| DATA SECTION |

//! Random-forest trainer
//!
//! Grows `tree_count` CART trees, each on its own bootstrap sample with a
//! per-tree RNG derived from the base seed. Given the same rows, labels and
//! parameters, training always yields the same forest.

use serde::{Deserialize, Serialize};
use tracing::{debug, info};
use wellness_forest_core::ForestModel;

use crate::cart::{CartBuilder, TreeConfig};
use crate::deterministic::{derive_seed, LcgRng};
use crate::errors::TrainerError;

/// Number of features drawn per split
#[derive(Clone, Copy, Debug, PartialEq, Eq, Serialize, Deserialize)]
#[serde(rename_all = "snake_case")]
pub enum MaxFeatures {
    /// `max(1, floor(sqrt(p)))`
    Sqrt,
    /// `max(1, floor(log2(p)))`
    Log2,
    /// Every feature
    All,
    /// A fixed count, capped at `p`
    Count(usize),
}

impl MaxFeatures {
    pub fn resolve(self, feature_count: usize) -> usize {
        let n = match self {
            MaxFeatures::Sqrt => (feature_count as f64).sqrt().floor() as usize,
            MaxFeatures::Log2 => (feature_count as f64).log2().floor() as usize,
            MaxFeatures::All => feature_count,
            MaxFeatures::Count(n) => n.min(feature_count),
        };
        n.max(1)
    }
}

/// Forest training configuration
#[derive(Clone, Debug, PartialEq, Serialize, Deserialize)]
#[serde(default)]
pub struct ForestParams {
    pub tree_count: usize,
    /// Reproducibility seed; not security relevant
    pub seed: u64,
    pub max_depth: Option<usize>,
    pub min_samples_split: usize,
    pub min_samples_leaf: usize,
    pub max_features: MaxFeatures,
    pub bootstrap: bool,
}

impl Default for ForestParams {
    fn default() -> Self {
        Self {
            tree_count: 200,
            seed: 42,
            max_depth: None,
            min_samples_split: 2,
            min_samples_leaf: 1,
            max_features: MaxFeatures::Sqrt,
            bootstrap: true,
        }
    }
}

impl ForestParams {
    pub fn validate(&self) -> Result<(), TrainerError> {
        if self.tree_count == 0 {
            return Err(TrainerError::Training("tree_count must be at least 1".into()));
        }
        if self.min_samples_split < 2 {
            return Err(TrainerError::Training(
                "min_samples_split must be at least 2".into(),
            ));
        }
        if self.min_samples_leaf < 1 {
            return Err(TrainerError::Training(
                "min_samples_leaf must be at least 1".into(),
            ));
        }
        if self.max_depth == Some(0) {
            return Err(TrainerError::Training("max_depth must be at least 1".into()));
        }
        Ok(())
    }
}

/// Random-forest trainer
pub struct ForestTrainer {
    params: ForestParams,
}

impl ForestTrainer {
    pub fn new(params: ForestParams) -> Self {
        Self { params }
    }

    /// Train a forest on scaled rows and 0/1 labels
    pub fn train(&self, rows: &[Vec<f64>], labels: &[u8]) -> Result<ForestModel, TrainerError> {
        self.params.validate()?;

        if rows.is_empty() {
            return Err(TrainerError::Training("training set is empty".into()));
        }
        if rows.len() != labels.len() {
            return Err(TrainerError::Training(format!(
                "{} rows but {} labels",
                rows.len(),
                labels.len()
            )));
        }
        let feature_count = rows[0].len();
        if feature_count == 0 || rows.iter().any(|r| r.len() != feature_count) {
            return Err(TrainerError::Training(
                "rows must share a non-zero width".into(),
            ));
        }
        if let Some(bad) = labels.iter().find(|&&l| l > 1) {
            return Err(TrainerError::Training(format!(
                "labels must be 0 or 1, got {}",
                bad
            )));
        }

        let tree_config = TreeConfig {
            max_depth: self.params.max_depth,
            min_samples_split: self.params.min_samples_split,
            min_samples_leaf: self.params.min_samples_leaf,
            max_features: self.params.max_features.resolve(feature_count),
        };

        info!(
            samples = rows.len(),
            features = feature_count,
            trees = self.params.tree_count,
            max_features = tree_config.max_features,
            seed = self.params.seed,
            "training random forest"
        );

        let mut trees = Vec::with_capacity(self.params.tree_count);
        for tree_idx in 0..self.params.tree_count {
            let mut rng = LcgRng::new(derive_seed(self.params.seed, tree_idx as u64));
            let weights = self.sample_weights(rows.len(), &mut rng);

            let tree = CartBuilder::new(rows, labels, weights, tree_config.clone()).build(&mut rng);
            debug!(
                tree = tree_idx + 1,
                nodes = tree.nodes.len(),
                depth = tree.depth(),
                "tree trained"
            );
            trees.push(tree);
        }

        let model = ForestModel::new(trees, feature_count)?;
        info!(
            trees = model.num_trees(),
            max_depth = model.max_depth(),
            "training complete"
        );
        Ok(model)
    }

    /// Bootstrap draw counts per row, or all ones without bootstrapping
    fn sample_weights(&self, n: usize, rng: &mut LcgRng) -> Vec<f64> {
        if !self.params.bootstrap {
            return vec![1.0; n];
        }
        let mut weights = vec![0.0; n];
        for _ in 0..n {
            weights[rng.next_range(n)] += 1.0;
        }
        weights
    }
}
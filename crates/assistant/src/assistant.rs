//! Wellness orchestrator
//!
//! Holds the three condition models and runs each assessment pipeline
//! independently: a failure in one condition is reported without
//! preventing the other two from being assessed.

use serde::Serialize;
use tracing::{debug, info, warn};
use wellness_forest_core::{FeatureMap, ModelError};

use crate::condition::{Condition, ConditionModel, Explanation};
use crate::config::WellnessConfig;
use crate::errors::{AssessmentError, ConditionError, StartupError};
use crate::recommendations::recommendations_for;
use crate::records::{validate_ranges, DiabetesInput, HeartInput, HypertensionInput};

/// Result of assessing one condition
#[derive(Debug, Clone, PartialEq, Serialize)]
pub struct ConditionAssessment {
    pub condition: Condition,
    pub label: u8,
    pub probability: f64,
    pub recommendations: Vec<String>,
    pub attribution: Explanation,
}

/// Combined result for all three conditions
#[derive(Debug, Clone, PartialEq, Serialize)]
pub struct Assessment {
    pub diabetes: ConditionAssessment,
    pub heart: ConditionAssessment,
    pub hypertension: ConditionAssessment,
}

impl Assessment {
    pub fn get(&self, condition: Condition) -> &ConditionAssessment {
        match condition {
            Condition::Diabetes => &self.diabetes,
            Condition::Heart => &self.heart,
            Condition::Hypertension => &self.hypertension,
        }
    }
}

/// Per-condition outcomes, each independent of the others
#[derive(Debug)]
pub struct ConditionOutcomes {
    pub diabetes: Result<ConditionAssessment, ConditionError>,
    pub heart: Result<ConditionAssessment, ConditionError>,
    pub hypertension: Result<ConditionAssessment, ConditionError>,
}

impl ConditionOutcomes {
    pub fn is_complete(&self) -> bool {
        self.diabetes.is_ok() && self.heart.is_ok() && self.hypertension.is_ok()
    }

    /// All three assessments, or every failure with its cause
    pub fn into_result(self) -> Result<Assessment, AssessmentError> {
        match (self.diabetes, self.heart, self.hypertension) {
            (Ok(diabetes), Ok(heart), Ok(hypertension)) => Ok(Assessment {
                diabetes,
                heart,
                hypertension,
            }),
            (d, h, ht) => Err(AssessmentError {
                failures: [d.err(), h.err(), ht.err()].into_iter().flatten().collect(),
            }),
        }
    }
}

/// Immutable assistant context built once at startup
#[derive(Debug, Clone)]
pub struct WellnessAssistant {
    diabetes: ConditionModel,
    heart: ConditionModel,
    hypertension: ConditionModel,
}

impl WellnessAssistant {
    pub fn new(
        diabetes: ConditionModel,
        heart: ConditionModel,
        hypertension: ConditionModel,
    ) -> Self {
        Self {
            diabetes,
            heart,
            hypertension,
        }
    }

    /// Train all three models from the configured datasets
    pub fn from_config(config: &WellnessConfig) -> Result<Self, StartupError> {
        let settings = config.settings();
        let build = |condition: Condition| {
            let source = config.datasets.source(condition);
            ConditionModel::from_csv(
                condition,
                &config.datasets.path_for(condition),
                &source.label_column,
                &settings,
            )
            .map_err(|source| StartupError { condition, source })
        };

        let assistant = Self::new(
            build(Condition::Diabetes)?,
            build(Condition::Heart)?,
            build(Condition::Hypertension)?,
        );
        info!("wellness assistant ready");
        Ok(assistant)
    }

    pub fn model(&self, condition: Condition) -> &ConditionModel {
        match condition {
            Condition::Diabetes => &self.diabetes,
            Condition::Heart => &self.heart,
            Condition::Hypertension => &self.hypertension,
        }
    }

    /// Predict, recommend and explain for one condition
    pub fn assess_condition(
        &self,
        condition: Condition,
        raw: &FeatureMap,
    ) -> Result<ConditionAssessment, ConditionError> {
        let scoped = |source: ModelError| ConditionError { condition, source };
        let model = self.model(condition);

        let out_of_range = validate_ranges(condition, raw);
        if !out_of_range.is_empty() {
            warn!(%condition, fields = ?out_of_range, "input outside expected range");
        }

        let prediction = model.predict(raw).map_err(scoped)?;
        let attribution = model.explain(raw).map_err(scoped)?;
        let recommendations = recommendations_for(condition, raw, prediction.label);
        debug!(
            %condition,
            label = prediction.label,
            probability = prediction.probability,
            "assessed"
        );

        Ok(ConditionAssessment {
            condition,
            label: prediction.label,
            probability: prediction.probability,
            recommendations,
            attribution,
        })
    }

    /// Run all three pipelines, keeping each outcome separate
    pub fn assess_each(
        &self,
        diabetes: &FeatureMap,
        heart: &FeatureMap,
        hypertension: &FeatureMap,
    ) -> ConditionOutcomes {
        ConditionOutcomes {
            diabetes: self.assess_condition(Condition::Diabetes, diabetes),
            heart: self.assess_condition(Condition::Heart, heart),
            hypertension: self.assess_condition(Condition::Hypertension, hypertension),
        }
    }

    pub fn assess(
        &self,
        diabetes: &FeatureMap,
        heart: &FeatureMap,
        hypertension: &FeatureMap,
    ) -> Result<Assessment, AssessmentError> {
        self.assess_each(diabetes, heart, hypertension).into_result()
    }

    pub fn assess_records(
        &self,
        diabetes: &DiabetesInput,
        heart: &HeartInput,
        hypertension: &HypertensionInput,
    ) -> Result<Assessment, AssessmentError> {
        self.assess(&diabetes.into(), &heart.into(), &hypertension.into())
    }
}
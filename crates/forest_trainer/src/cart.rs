//! CART (Classification and Regression Tree) builder
//!
//! Deterministic exact-greedy binary classification trees split on Gini
//! impurity. Samples carry bootstrap weights; covers and leaf fractions are
//! weighted sums, so the forest's explainer sees the same distribution the
//! tree was grown on.

use std::cmp::Ordering;

use wellness_forest_core::{Node, Tree};

use crate::deterministic::{LcgRng, SplitTieBreaker};

/// Growth parameters for a single tree
#[derive(Clone, Debug, PartialEq)]
pub struct TreeConfig {
    /// `None` grows until leaves are pure or too small to split
    pub max_depth: Option<usize>,
    /// Minimum weighted samples required to split a node
    pub min_samples_split: usize,
    /// Minimum weighted samples in each child of a split
    pub min_samples_leaf: usize,
    /// Features drawn per node before settling for the best split found
    pub max_features: usize,
}

impl Default for TreeConfig {
    fn default() -> Self {
        Self {
            max_depth: None,
            min_samples_split: 2,
            min_samples_leaf: 1,
            max_features: usize::MAX,
        }
    }
}

/// Split candidate with score and tie-breaker
#[derive(Debug, Clone)]
struct SplitCandidate {
    feature_idx: usize,
    threshold: f64,
    /// Sum over children of (pos² + neg²) / weight; larger is purer
    score: f64,
    tie_breaker: SplitTieBreaker,
}

impl SplitCandidate {
    fn beats(&self, other: &SplitCandidate) -> bool {
        self.score > other.score
            || (self.score == other.score && self.tie_breaker < other.tie_breaker)
    }
}

/// Build a classification tree with the exact-greedy CART algorithm
pub struct CartBuilder<'a> {
    config: TreeConfig,
    features: &'a [Vec<f64>],
    labels: &'a [u8],
    weights: Vec<f64>,
    feature_count: usize,
}

impl<'a> CartBuilder<'a> {
    /// `weights[i]` is how many times row `i` was drawn (0 excludes it)
    pub fn new(
        features: &'a [Vec<f64>],
        labels: &'a [u8],
        weights: Vec<f64>,
        config: TreeConfig,
    ) -> Self {
        assert_eq!(features.len(), labels.len());
        assert_eq!(features.len(), weights.len());

        let feature_count = features.first().map(Vec::len).unwrap_or(0);

        Self {
            config,
            features,
            labels,
            weights,
            feature_count,
        }
    }

    /// Build tree and return nodes
    pub fn build(&self, rng: &mut LcgRng) -> Tree {
        let mut nodes = Vec::new();
        let indices: Vec<usize> = (0..self.features.len())
            .filter(|&i| self.weights[i] > 0.0)
            .collect();

        self.build_node(indices, 0, &mut nodes, rng);

        Tree::new(nodes)
    }

    /// Recursively build tree nodes in preorder; returns the node's index
    fn build_node(
        &self,
        indices: Vec<usize>,
        depth: usize,
        nodes: &mut Vec<Node>,
        rng: &mut LcgRng,
    ) -> i32 {
        let current_idx = nodes.len();
        let (cover, positive) = self.weighted_counts(&indices);
        let value = if cover > 0.0 { positive / cover } else { 0.0 };

        let pure = positive == 0.0 || positive == cover;
        let too_deep = self.config.max_depth.is_some_and(|max| depth >= max);
        if pure || too_deep || cover < self.config.min_samples_split as f64 {
            nodes.push(Node::leaf(current_idx as i32, cover, value));
            return current_idx as i32;
        }

        let split = match self.find_best_split(&indices, current_idx, rng) {
            Some(s) => s,
            None => {
                nodes.push(Node::leaf(current_idx as i32, cover, value));
                return current_idx as i32;
            }
        };

        let (left_indices, right_indices): (Vec<usize>, Vec<usize>) = indices
            .iter()
            .partition(|&&i| self.features[i][split.feature_idx] <= split.threshold);

        // Reserve space for current node
        nodes.push(Node::internal(
            current_idx as i32,
            split.feature_idx as i32,
            split.threshold,
            0,
            0,
            cover,
            value,
        ));

        let left_idx = self.build_node(left_indices, depth + 1, nodes, rng);
        let right_idx = self.build_node(right_indices, depth + 1, nodes, rng);

        nodes[current_idx].left = left_idx;
        nodes[current_idx].right = right_idx;

        current_idx as i32
    }

    /// Draw features in random order and keep the best split
    ///
    /// At least `max_features` features are inspected; the search continues
    /// past that only while no valid split has been found.
    fn find_best_split(
        &self,
        indices: &[usize],
        node_id: usize,
        rng: &mut LcgRng,
    ) -> Option<SplitCandidate> {
        let mut order: Vec<usize> = (0..self.feature_count).collect();
        rng.shuffle(&mut order);

        let mut best: Option<SplitCandidate> = None;
        for (visited, &feature_idx) in order.iter().enumerate() {
            if visited >= self.config.max_features && best.is_some() {
                break;
            }
            if let Some(candidate) = self.best_split_for_feature(indices, feature_idx, node_id) {
                if best.as_ref().map_or(true, |b| candidate.beats(b)) {
                    best = Some(candidate);
                }
            }
        }
        best
    }

    /// Sweep the sorted values of one feature, scoring every midpoint
    fn best_split_for_feature(
        &self,
        indices: &[usize],
        feature_idx: usize,
        node_id: usize,
    ) -> Option<SplitCandidate> {
        let mut sorted = indices.to_vec();
        sorted.sort_by(|&a, &b| {
            self.features[a][feature_idx]
                .total_cmp(&self.features[b][feature_idx])
                .then(a.cmp(&b))
        });

        let (total_w, total_pos) = self.weighted_counts(&sorted);
        let min_leaf = self.config.min_samples_leaf as f64;

        let mut left_w = 0.0;
        let mut left_pos = 0.0;
        let mut position = 0usize;
        let mut best: Option<SplitCandidate> = None;

        for pair in sorted.windows(2) {
            let (row, next) = (pair[0], pair[1]);
            left_w += self.weights[row];
            if self.labels[row] == 1 {
                left_pos += self.weights[row];
            }

            let here = self.features[row][feature_idx];
            let there = self.features[next][feature_idx];
            if here.total_cmp(&there) != Ordering::Less {
                continue;
            }
            position += 1;

            let right_w = total_w - left_w;
            if left_w < min_leaf || right_w < min_leaf {
                continue;
            }

            let right_pos = total_pos - left_pos;
            let score = purity(left_w, left_pos) + purity(right_w, right_pos);

            let mut threshold = here + (there - here) / 2.0;
            if threshold >= there || !threshold.is_finite() {
                threshold = here;
            }

            let candidate = SplitCandidate {
                feature_idx,
                threshold,
                score,
                tie_breaker: SplitTieBreaker::new(feature_idx, position, node_id),
            };
            if best.as_ref().map_or(true, |b| candidate.beats(b)) {
                best = Some(candidate);
            }
        }

        best
    }

    /// Weighted sample count and weighted positive count
    fn weighted_counts(&self, indices: &[usize]) -> (f64, f64) {
        indices.iter().fold((0.0, 0.0), |(w, p), &i| {
            let weight = self.weights[i];
            (w + weight, if self.labels[i] == 1 { p + weight } else { p })
        })
    }
}

/// (pos² + neg²) / w; maximizing the children's sum minimizes weighted Gini
fn purity(weight: f64, positive: f64) -> f64 {
    if weight <= 0.0 {
        return 0.0;
    }
    let negative = weight - positive;
    (positive * positive + negative * negative) / weight
}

| PROBLEM REQUIREMENTS |
From the records above, repeat exactly the lines from the one with "let weights = self.sample_weights(rows.len(), &mut" through the one with "ones without bootstrapping", both included.

| WRITTEN ANSWER |
            let weights = self.sample_weights(rows.len(), &mut rng);

            let tree = CartBuilder::new(rows, labels, weights, tree_config.clone()).build(&mut rng);
            debug!(
                tree = tree_idx + 1,
                nodes = tree.nodes.len(),
                depth = tree.depth(),
                "tree trained"
            );
            trees.push(tree);
        }

        let model = ForestModel::new(trees, feature_count)?;
        info!(
            trees = model.num_trees(),
            max_depth = model.max_depth(),
            "training complete"
        );
        Ok(model)
    }

    /// Bootstrap draw counts per row, or all ones without bootstrapping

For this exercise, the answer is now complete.